FastChat
FastChat copied to clipboard
Issue:"Your setup doesn't support bf16/gpu. You need torch>=1.10, using Ampere GPU with cuda>=11.0"
My GPU is 8*TeslsV100 32G, the software environment is python3.10+cuda11.6+torch2.0.0+ transformers4.28.0.dev0, I run the fine tuning code:
torchrun --nproc_per_node=8 --master_port=20001 fastchat/train/train_mem.py
--model_name_or_path /llama-13b
--data_path alpaca-data-conversation.json
--bf16 True
--output_dir output
--num_train_epochs 3
--per_device_train_batch_size 2
--per_device_eval_batch_size 2
--gradient_accumulation_steps 16
--evaluation_strategy "no"
--save_strategy "steps"
--save_steps 1200
--save_total_limit 10
--learning_rate 2e-5
--weight_decay 0.
--warmup_ratio 0.03
--lr_scheduler_type "cosine"
--logging_steps 1
--fsdp "full_shard auto_wrap"
--fsdp_transformer_layer_cls_to_wrap 'LlamaDecoderLayer'
--tf32 True
--model_max_length 2048
--gradient_checkpointing True
--lazy_preprocess True
But an error is reported:
ValueError: Your setup doesn't support bf16/gpu. You need torch>=1.10, using Ampere GPU with cuda>=11.0
How can I fix this?
Change --bf16
to False, V100 does not support bf16.
yes, @sgsdxzy is right. Please re-open the issue if you still see it.

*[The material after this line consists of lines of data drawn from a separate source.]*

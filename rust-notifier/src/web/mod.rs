//! Web server module for handling inbound webhooks.
//!
//! This module provides:
//! - `POST /gitlab/webhook`: GitLab merge-request hook, forwarded to Discord
//! - `GET /health`: liveness probe

pub mod auth;
pub mod handlers;

use axum::{
    routing::{get, post},
    Router,
};
use tower_http::trace::TraceLayer;

pub use auth::{redacted_headers, verify_gitlab_token, AuthError, GITLAB_TOKEN_HEADER};
pub use handlers::{gitlab_webhook, health, AppState, HealthResponse, WebhookResponse};

/// Path GitLab is configured to deliver hooks to.
pub const WEBHOOK_PATH: &str = "/gitlab/webhook";

/// Build the application router.
pub fn router(state: AppState) -> Router {
    Router::new()
        .route("/health", get(health))
        .route(WEBHOOK_PATH, post(gitlab_webhook))
        .layer(TraceLayer::new_for_http())
        .with_state(state)
}
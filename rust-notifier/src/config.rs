//! Configuration module for environment variable parsing.
//!
//! All values are read once at startup and handed to the request handlers
//! through [`crate::web::AppState`]; nothing here is mutated afterwards.
//! A `.env` file is honoured, with real environment variables taking precedence.

use std::env;
use std::path::{Path, PathBuf};
use std::str::FromStr;
use std::time::Duration;

use secrecy::{ExposeSecret, SecretString};
use tracing::{debug, info, warn};
use url::Url;

/// Application configuration loaded from environment variables.
#[derive(Debug, Clone)]
pub struct Config {
    /// Discord incoming-webhook URL that mapped messages are posted to
    pub discord_webhook_url: String,

    /// Expected value of the `X-Gitlab-Token` header. Empty disables auth.
    pub gitlab_webhook_token: SecretString,

    /// Port for the web server to listen on
    pub port: u16,

    /// Timeout for the outbound Discord request in milliseconds
    pub request_timeout_ms: u64,
}

impl Config {
    /// Load `.env` from the working directory or a parent, then read the environment.
    pub fn load() -> Self {
        report_dotenv(dotenvy::dotenv());
        Self::from_env()
    }

    /// Load the given env file, then read the environment.
    ///
    /// A missing or unreadable file is logged and otherwise ignored.
    pub fn from_env_file(path: &Path) -> Self {
        report_dotenv(dotenvy::from_path(path).map(|()| path.to_path_buf()));
        Self::from_env()
    }

    /// Load configuration from environment variables.
    pub fn from_env() -> Self {
        Config {
            discord_webhook_url: env_trimmed("DISCORD_WEBHOOK_URL"),

            gitlab_webhook_token: SecretString::new(env_trimmed("GITLAB_WEBHOOK_TOKEN")),

            port: parse_or("PORT", 8000),

            request_timeout_ms: parse_or("REQUEST_TIMEOUT_MS", 10_000),
        }
    }

    /// Whether inbound requests must carry a matching token.
    pub fn auth_enabled(&self) -> bool {
        !self.gitlab_webhook_token.expose_secret().is_empty()
    }

    pub fn request_timeout(&self) -> Duration {
        Duration::from_millis(self.request_timeout_ms)
    }

    /// Emit the degraded-mode warnings. Called once before serving.
    pub fn log_warnings(&self) {
        if let Err(reason) = check_destination(&self.discord_webhook_url) {
            if self.discord_webhook_url.is_empty() {
                warn!("discord_url_missing");
            } else {
                warn!(reason = %reason, "discord_url_invalid");
            }
        }

        if !self.auth_enabled() {
            warn!("auth_disabled");
        }
    }
}

/// Log the outcome of loading an env file.
///
/// Parse errors are reported by line index only; the offending line may hold a secret.
fn report_dotenv(result: Result<PathBuf, dotenvy::Error>) {
    match result {
        Ok(path) => info!(path = %path.display(), "dotenv_loaded"),
        Err(e) if e.not_found() => debug!("dotenv_not_found"),
        Err(dotenvy::Error::LineParse(_, index)) => warn!(index, "dotenv_invalid_line"),
        Err(dotenvy::Error::Io(e)) => warn!(error = %e, "dotenv_unreadable"),
        Err(_) => warn!("dotenv_invalid"),
    }
}

/// Read an environment variable, trimmed, empty when unset.
fn env_trimmed(name: &str) -> String {
    env::var(name)
        .map(|v| v.trim().to_string())
        .unwrap_or_default()
}

/// Parse an environment variable, falling back to `default` when unset or invalid.
fn parse_or<T>(name: &str, default: T) -> T
where
    T: FromStr + Copy,
{
    let raw = env_trimmed(name);
    if raw.is_empty() {
        return default;
    }

    match raw.parse() {
        Ok(value) => value,
        Err(_) => {
            warn!(env_var = name, value = %raw, "Invalid value, using default");
            default
        }
    }
}

/// Check that the destination is an absolute http(s) URL.
///
/// The URL itself embeds Discord's webhook secret, so the error never echoes it.
fn check_destination(raw: &str) -> Result<(), String> {
    if raw.is_empty() {
        return Err("not set".to_string());
    }

    let url = Url::parse(raw).map_err(|e| e.to_string())?;
    match url.scheme() {
        "http" | "https" => Ok(()),
        other => Err(format!("unsupported scheme {other}")),
    }
}
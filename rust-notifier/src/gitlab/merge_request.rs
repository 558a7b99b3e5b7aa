//! Merge-request event to Discord embed mapping.
//!
//! Every read degrades to a placeholder when the field is missing, empty or
//! of an unexpected type, so a recognised event always yields a complete
//! message.

use serde_json::Value;
use tracing::debug;

use super::lookup::{lookup, lookup_str};
use crate::discord::{DiscordMessage, Embed, EmbedField};

/// `object_kind` value GitLab sends for merge-request hooks.
pub const MERGE_REQUEST_KIND: &str = "merge_request";

/// Merge statuses reported as conflicted. `unchecked` means GitLab has not
/// determined mergeability yet and is shown as conflicted as well.
const CONFLICT_STATUSES: &[&str] = &["cannot_be_merged", "unchecked"];

/// Placeholder for an empty people list.
const EMPTY_LIST: &str = "—";

/// Build the Discord message for a GitLab webhook payload.
///
/// Returns `None` for anything that is not a merge-request event.
pub fn build_discord_message(event: &Value) -> Option<DiscordMessage> {
    if lookup_str(event, &["object_kind"]) != Some(MERGE_REQUEST_KIND) {
        return None;
    }

    // Empty strings read as absent: "" becomes the placeholder, never a
    // passthrough, since Discord rejects empty field values.
    let attr = |key: &str| lookup_str(event, &["object_attributes", key]);

    let action = attr("action").unwrap_or("update");
    let action_key = action.to_lowercase();

    let project =
        lookup_str(event, &["project", "path_with_namespace"]).unwrap_or("unknown/project");
    let iid = display_iid(lookup(event, &["object_attributes", "iid"]));
    let link = attr("url").or_else(|| attr("web_url")).unwrap_or("");

    let title = format!(
        "{} [{}] {} !{}",
        action_icon(&action_key),
        action.to_uppercase(),
        project,
        iid
    );

    let branch = format!(
        "`{}` → `{}`",
        attr("source_branch").unwrap_or("?"),
        attr("target_branch").unwrap_or("?")
    );
    let state = format!("`{}`", attr("state").unwrap_or("unknown"));
    let conflicts = if attr("merge_status").is_some_and(|s| CONFLICT_STATUSES.contains(&s)) {
        "❌ Yes"
    } else {
        "✅ No"
    };

    debug!(
        action = %action_key,
        project = %project,
        iid = %iid,
        has_link = !link.is_empty(),
        "merge_request_mapped"
    );

    let embed = Embed::new(&title)
        .url(link)
        .field(EmbedField::block("Title", attr("title").unwrap_or("(no title)")))
        .field(EmbedField::inline("Branch", &branch))
        .field(EmbedField::inline("State", &state))
        .field(EmbedField::inline(
            "Created",
            attr("created_at").unwrap_or("Unknown"),
        ))
        .field(EmbedField::inline("Conflicts", conflicts))
        .field(EmbedField::inline("Author", &display_author(event)))
        .field(EmbedField::block(
            "Assignees",
            &display_people(event.get("assignees")),
        ))
        .field(EmbedField::block(
            "Reviewers",
            &display_people(event.get("reviewers")),
        ));

    Some(DiscordMessage::with_embed(embed))
}

/// Decorative icon for a lower-cased action name.
fn action_icon(action: &str) -> &'static str {
    match action {
        "open" => "🆕",
        "merge" => "✅",
        "close" => "🛑",
        "reopen" => "♻️",
        "approved" => "👍",
        _ => "🔔",
    }
}

/// Render the merge-request IID, which GitLab sends as a number.
fn display_iid(iid: Option<&Value>) -> String {
    match iid {
        Some(Value::Number(n)) => n.to_string(),
        Some(Value::String(s)) if !s.is_empty() => s.clone(),
        _ => "?".to_string(),
    }
}

fn display_author(event: &Value) -> String {
    if let Some(username) = lookup_str(event, &["user", "username"]) {
        return format!("@{username}");
    }
    lookup_str(event, &["user", "name"])
        .unwrap_or("Unknown")
        .to_string()
}

/// Render an assignee or reviewer entry.
fn display_person(entry: &Value) -> String {
    if let Some(username) = lookup_str(entry, &["username"]) {
        return format!("@{username}");
    }
    lookup_str(entry, &["name"]).unwrap_or("unknown").to_string()
}

fn display_people(list: Option<&Value>) -> String {
    let people = match list.and_then(Value::as_array) {
        Some(entries) => entries.iter().map(display_person).collect::<Vec<_>>(),
        None => Vec::new(),
    };

    if people.is_empty() {
        EMPTY_LIST.to_string()
    } else {
        people.join(", ")
    }
}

can you tell me how install the flash_attn,thank you
Thanks! I see it
Change
--bf16
to False, V100 does not support bf16.
flash_attn
I directly use the open source docker environment, which contains flash_attn But I think pip3 install should be straightforward, preferably using the -i parameter to specify a pip source
Changing --bf16 to False, did not help me. I got another error ValueError: --tf32 requires Ampere or a newer GPU arch, cuda>=11 and torch>=1.7 Any suggestions ?
Changing --bf16 to False, did not help me. I got another error ValueError: --tf32 requires Ampere or a newer GPU arch, cuda>=11 and torch>=1.7 Any suggestions ?
me too ,how to ?
Set --tf32 to False as well
Am using A100 also got this error. weired...